Во время ужина при свете сотни ароматических свечей за олениной, кабанятиной и добрым бургундским вином я твердо решила, что, став королевой, постараюсь объединить лучшее, что есть в Испании и во Фландрии. Мое правление будет самым просвещенным и милосердным. Я стану царствовать в Испании вместе с Филиппом и детьми. Мы сделаемся самой счастливой и любящей королевской четой, во владения которой войдут не только земли в Старом Свете, но и обширные американские колонии, которые нам предстоит покорить и обустроить.
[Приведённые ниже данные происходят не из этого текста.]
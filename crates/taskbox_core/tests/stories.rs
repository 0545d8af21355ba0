use taskbox_core::stories::{story_input, StoryInput, TaskListStory, TaskStory};
use taskbox_core::{all_stories, render_story, RenderMode, StoryId, StoryView, TaskActions};

#[test]
fn catalog_lists_every_story_once() {
    let names = all_stories()
        .iter()
        .map(|story| story.to_string())
        .collect::<Vec<_>>();
    assert_eq!(
        names,
        vec![
            "task/default",
            "task/pinned",
            "task/archived",
            "task/long-title",
            "task-list/default",
            "task-list/with-pinned-tasks",
            "task-list/loading",
            "task-list/empty",
        ]
    );
}

#[test]
fn with_pinned_tasks_story_renders_pinned_task_first() {
    let view = render_story(
        StoryId::TaskList(TaskListStory::WithPinnedTasks),
        &TaskActions::noop(),
    );
    let StoryView::TaskList(list) = view else {
        panic!("task list story should render a list");
    };
    let ids = list
        .items()
        .iter()
        .map(|item| item.id.to_string())
        .collect::<Vec<_>>();
    assert_eq!(ids, vec!["6", "1", "2", "3", "4", "5"]);
    assert_eq!(list.items()[0].title, "Task 6 (pinned)");
}

#[test]
fn list_stories_cover_all_render_modes() {
    let modes = [
        (TaskListStory::Default, RenderMode::Listing),
        (TaskListStory::WithPinnedTasks, RenderMode::Listing),
        (TaskListStory::Loading, RenderMode::Loading),
        (TaskListStory::Empty, RenderMode::Empty),
    ];
    for (story, mode) in modes {
        match render_story(StoryId::TaskList(story), &TaskActions::noop()) {
            StoryView::TaskList(list) => assert_eq!(list.mode(), mode, "{story:?}"),
            StoryView::Task(_) => panic!("unexpected item view for {story:?}"),
        }
    }
}

#[test]
fn archived_story_hides_pin() {
    match render_story(StoryId::Task(TaskStory::Archived), &TaskActions::noop()) {
        StoryView::Task(item) => {
            assert!(item.checked);
            assert!(item.pin.is_none());
        }
        StoryView::TaskList(_) => panic!("task story should render an item"),
    }
}

#[test]
fn story_inputs_are_deterministic() {
    for story in all_stories() {
        assert_eq!(story_input(*story), story_input(*story));
    }
    match story_input(StoryId::TaskList(TaskListStory::Default)) {
        StoryInput::TaskList { loading, tasks } => {
            assert!(!loading);
            assert_eq!(tasks.len(), 6);
        }
        StoryInput::Task(_) => panic!("default list story should carry tasks"),
    }
}

#[test]
fn story_text_is_stable() {
    let text = render_story(StoryId::Task(TaskStory::Pinned), &TaskActions::noop()).to_text();
    assert_eq!(text, "[ ] Test Task (pinned)  [Archive] [Pin]");
}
Мои простодушные фантазии были полны мягких ковров, изысканной мебели и дорогих нарядов, словно богатство и роскошь могли защитить меня от несчастий и козней врагов. Поздно вечером, оставшись с мужем наедине, я играла для него на клавикордах и танцевала танцы, которым научилась у невольниц-мавританок. Но после занятий любовью, когда мы лежали в постели, не разнимая объятий, и беседовали о прошедшем приеме, Филипп принялся издеваться над моими соотечественниками, высмеивать дурные манеры того герцога или этого маркиза, «вонючих попов» и тяжелую еду, «напрочь лишенную разнообразия». Испания ему до смерти надоела, и он не мог дождаться возвращения в чудесную Фландрию. Сколько можно терять здесь время, дожидаясь, пока кортесы соблаговолят провозгласить его наследником. Разумеется, эта задержка — дело рук моего отца, который хочет во что бы то ни стало задержать нас в Испании. Король пытается подгадать церемонию под начало очередной войны с Францией и тем самым вынудить Филиппа нарушить обещания, данные его другу, французскому королю. У епископа Безансонского есть точные сведения, что споры Арагона и Франции за Неаполь вот-вот приведут к новому кровопролитию.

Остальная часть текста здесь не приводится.